The median ISS for the cohort was 34 (36 for splenectomy, 38 for splenorrhaphy and 35 for observation). A blunt mechanism of injury was present in 96%. The diagnosis was made by computed tomography (CT) in 55%. Splenic salvage was accomplished in 51 patients; of these, 44 (86%) were in the observation group, and the success rate was 90% (within the range reported in the literature). Only seven patients underwent splenorrhaphy. CT was performed more frequently in the observation group than in the splenectomy group (82% v. 25%, p < 0.0001). The splenectomy group had more blood transfused than the successful observation group (mean units 15 v. 3, p = 0.0001) and had a higher median ISS (36 v. 29, p = 0.02). Multivariate analysis revealed that the method of diagnosis (CT v. diagnostic peritoneal lavage) was the strongest factor associated with how the splenic injury was treated.
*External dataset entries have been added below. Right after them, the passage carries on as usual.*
use std::sync::Arc;
use std::time::Duration;

use chrono::{DateTime, Utc};
use tokio_util::sync::CancellationToken;
use tracing::{debug, warn};

use tether_core::{Result, TetherError};
use tether_wal::Position;

use crate::log::RecordLog;

const DEFAULT_RETENTION_DAYS: u32 = 7;
const DEFAULT_RETENTION_COUNT: usize = 1000;

/// Receives GC results asynchronously.
pub type GcCallback = Arc<dyn Fn(GcStats) + Send + Sync>;

/// Retention policy. All active thresholds must be satisfied by the kept
/// suffix; zero disables a threshold.
#[derive(Clone, Default)]
pub struct GcConfig {
    /// Periodic GC interval; `None` disables automation.
    pub interval: Option<Duration>,
    pub retention_days: u32,
    pub retention_count: usize,
    pub retention_bytes: u64,
    pub callback: Option<GcCallback>,
}

impl GcConfig {
    pub fn defaults() -> Self {
        Self {
            interval: None,
            retention_days: DEFAULT_RETENTION_DAYS,
            retention_count: DEFAULT_RETENTION_COUNT,
            retention_bytes: 0,
            callback: None,
        }
    }
}

/// Outcome of one GC run.
#[derive(Debug, Clone, Default)]
pub struct GcStats {
    pub triggered_at: Option<DateTime<Utc>>,
    pub duration: Duration,
    pub auto: bool,
    pub dropped: usize,
    pub dropped_bytes: u64,
    pub before_count: usize,
    pub after_count: usize,
    pub before_bytes: u64,
    pub after_bytes: u64,
    pub oldest_dropped: Option<DateTime<Utc>>,
    pub oldest_kept: Option<DateTime<Utc>>,
    pub retention_days: u32,
    pub retention_count: usize,
    pub retention_bytes: u64,
}

/// Cumulative housekeeping metrics.
#[derive(Debug, Clone, Default)]
pub struct GcStatus {
    pub runs: u64,
    pub total_dropped: u64,
    pub total_dropped_bytes: u64,
    pub last: Option<GcStats>,
    pub auto_enabled: bool,
}

pub(crate) struct GcCtl {
    pub(crate) cfg: GcConfig,
    runs: u64,
    total_dropped: u64,
    total_dropped_bytes: u64,
    last: Option<GcStats>,
    task: Option<tokio::task::JoinHandle<()>>,
    cancel: Option<CancellationToken>,
}

impl Default for GcCtl {
    fn default() -> Self {
        Self {
            cfg: GcConfig::defaults(),
            runs: 0,
            total_dropped: 0,
            total_dropped_bytes: 0,
            last: None,
            task: None,
            cancel: None,
        }
    }
}

struct RecordMeta {
    requested_at: DateTime<Utc>,
    id: String,
    position: Position,
    size: u64,
}

impl RecordLog {
    /// Update the retention policy; starts or stops the auto-GC loop to
    /// match `cfg.interval`.
    pub fn configure_gc(log: &Arc<Self>, cfg: GcConfig) {
        let interval = cfg.interval;
        {
            let mut gc = log.gc.lock();
            gc.cfg = cfg;
        }
        match interval {
            Some(d) => Self::start_auto_gc(log, d),
            None => log.stop_auto_gc(),
        }
    }

    /// Launch a background task that runs GC on the given interval.
    pub fn start_auto_gc(log: &Arc<Self>, interval: Duration) {
        if interval.is_zero() {
            log.stop_auto_gc();
            return;
        }
        log.stop_auto_gc();
        let cancel = CancellationToken::new();
        let child = cancel.clone();
        let task_log = Arc::clone(log);
        let task = tokio::spawn(async move {
            let mut ticker = tokio::time::interval(interval);
            ticker.set_missed_tick_behavior(tokio::time::MissedTickBehavior::Skip);
            ticker.tick().await; // the first tick fires immediately
            loop {
                tokio::select! {
                    _ = ticker.tick() => {
                        if let Err(e) = task_log.run_gc_once(true) {
                            warn!(error = %e, "auto gc run failed");
                        }
                    }
                    _ = child.cancelled() => return,
                }
            }
        });
        let mut gc = log.gc.lock();
        gc.cfg.interval = Some(interval);
        gc.task = Some(task);
        gc.cancel = Some(cancel);
    }

    /// Stop the background GC loop, if running.
    pub fn stop_auto_gc(&self) {
        let (cancel, task) = {
            let mut gc = self.gc.lock();
            gc.cfg.interval = None;
            (gc.cancel.take(), gc.task.take())
        };
        if let Some(c) = cancel {
            c.cancel();
        }
        if let Some(t) = task {
            t.abort();
        }
    }

    /// Run retention immediately with the configured policy.
    pub fn gc(&self) -> Result<GcStats> {
        self.run_gc_once(false)
    }

    /// Cumulative metrics.
    pub fn gc_status(&self) -> GcStatus {
        let gc = self.gc.lock();
        GcStatus {
            runs: gc.runs,
            total_dropped: gc.total_dropped,
            total_dropped_bytes: gc.total_dropped_bytes,
            last: gc.last.clone(),
            auto_enabled: gc.task.is_some(),
        }
    }

    fn run_gc_once(&self, auto: bool) -> Result<GcStats> {
        let cfg = self.gc.lock().cfg.clone();
        let started = std::time::Instant::now();
        let now = Utc::now();
        let mut stats = GcStats {
            triggered_at: Some(now),
            auto,
            retention_days: cfg.retention_days,
            retention_count: cfg.retention_count,
            retention_bytes: cfg.retention_bytes,
            ..Default::default()
        };

        let result = {
            let mut inner = self.inner.lock();
            if inner.closed {
                Err(TetherError::SessionClosed)
            } else {
                let mut entries: Vec<RecordMeta> = inner
                    .records
                    .values()
                    .map(|r| RecordMeta {
                        requested_at: r.requested_at,
                        id: r.id.clone(),
                        position: inner.positions.get(&r.id).copied().unwrap_or(0),
                        size: inner.entry_size.get(&r.id).copied().unwrap_or(0),
                    })
                    .collect();
                entries.sort_by(|a, b| {
                    a.requested_at
                        .cmp(&b.requested_at)
                        .then_with(|| a.id.cmp(&b.id))
                });
                stats.before_count = entries.len();
                stats.before_bytes = entries.iter().map(|e| e.size).sum();

                let keep_start = compute_keep_start(&entries, &cfg, now);
                if keep_start == 0 {
                    stats.after_count = stats.before_count;
                    stats.after_bytes = stats.before_bytes;
                    stats.oldest_kept = entries.first().map(|e| e.requested_at);
                    Ok(())
                } else {
                    let dropped = &entries[..keep_start];
                    stats.dropped = dropped.len();
                    stats.dropped_bytes = dropped.iter().map(|e| e.size).sum();
                    stats.after_count = stats.before_count - stats.dropped;
                    stats.after_bytes = stats.before_bytes - stats.dropped_bytes;
                    stats.oldest_dropped = dropped.last().map(|e| e.requested_at);
                    stats.oldest_kept = entries.get(keep_start).map(|e| e.requested_at);

                    let truncate_pos = entries
                        .get(keep_start)
                        .map(|e| e.position)
                        .unwrap_or(inner.next_position);
                    let outcome = inner.wal.truncate(truncate_pos);
                    if outcome.is_ok() {
                        for meta in dropped {
                            inner.records.remove(&meta.id);
                            inner.positions.remove(&meta.id);
                            inner.entry_size.remove(&meta.id);
                        }
                        debug!(
                            dropped = stats.dropped,
                            truncate_pos, "approval gc trimmed record log"
                        );
                    }
                    outcome
                }
            }
        };

        stats.duration = started.elapsed();
        {
            let mut gc = self.gc.lock();
            gc.runs += 1;
            gc.total_dropped += stats.dropped as u64;
            gc.total_dropped_bytes += stats.dropped_bytes;
            gc.last = Some(stats.clone());
        }
        if let Some(cb) = cfg.callback.clone() {
            let snapshot = stats.clone();
            cb(snapshot);
        }
        result.map(|_| stats)
    }
}

fn compute_keep_start(entries: &[RecordMeta], cfg: &GcConfig, now: DateTime<Utc>) -> usize {
    let mut keep = 0usize;
    if cfg.retention_days > 0 {
        let cutoff = now - chrono::Duration::days(cfg.retention_days as i64);
        let idx = entries.partition_point(|e| e.requested_at < cutoff);
        keep = keep.max(idx);
    }
    if cfg.retention_count > 0 && entries.len() > cfg.retention_count {
        keep = keep.max(entries.len() - cfg.retention_count);
    }
    if cfg.retention_bytes > 0 {
        let total: u64 = entries.iter().map(|e| e.size).sum();
        if total > cfg.retention_bytes {
            let mut prefix = 0u64;
            for (i, entry) in entries.iter().enumerate() {
                if total - prefix <= cfg.retention_bytes {
                    break;
                }
                prefix += entry.size;
                keep = keep.max(i + 1);
            }
        }
    }
    keep.min(entries.len())
}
The finding in this report of an increase in observational treatment of splenic injuries represents a shift in practice from a previous Canadian report and is in keeping with recent published trends from the United States. Future studies are needed to assess whether any strong regional practice pattern variations in the management of blunt splenic injuries exists in other trauma centres across Canada.
记录加拿大一家创伤中心目前治疗脾损伤的实践模式,并确定决定采用何种治疗方法的因素。
队列研究。
加拿大一家主要创伤中心。
从一个前瞻性创伤数据库中确定了在一家创伤医院5年内接受治疗的100例脾损伤患者队列。
脾切除术、脾修补术或观察治疗脾保留的成功率和失败率。输血量、损伤严重程度评分(ISS)及诊断方法。
该队列的ISS中位数为34(脾切除术为36,脾修补术为38,观察治疗为35)。96%的损伤机制为钝性。55%的患者通过计算机断层扫描(CT)确诊。51例患者成功保留脾脏;其中44例(86%)在观察组,成功率为90%(在文献报道范围内)。仅7例患者接受了脾修补术。观察组CT检查的频率高于脾切除组(82%对25%,p<0.0001)。脾切除组的输血量多于成功观察组(平均单位15对3,p = 0.0001),且ISS中位数更高(36对29,p = 0.02)。多变量分析显示,诊断方法(CT对诊断性腹腔灌洗)是与脾损伤治疗方式相关的最强因素。
本报告中脾损伤观察治疗增加的结果代表了与加拿大先前报告相比的实践转变,并且与美国最近发表的趋势一致。需要进一步研究以评估加拿大其他创伤中心在钝性脾损伤管理方面是否存在任何强烈的区域实践模式差异。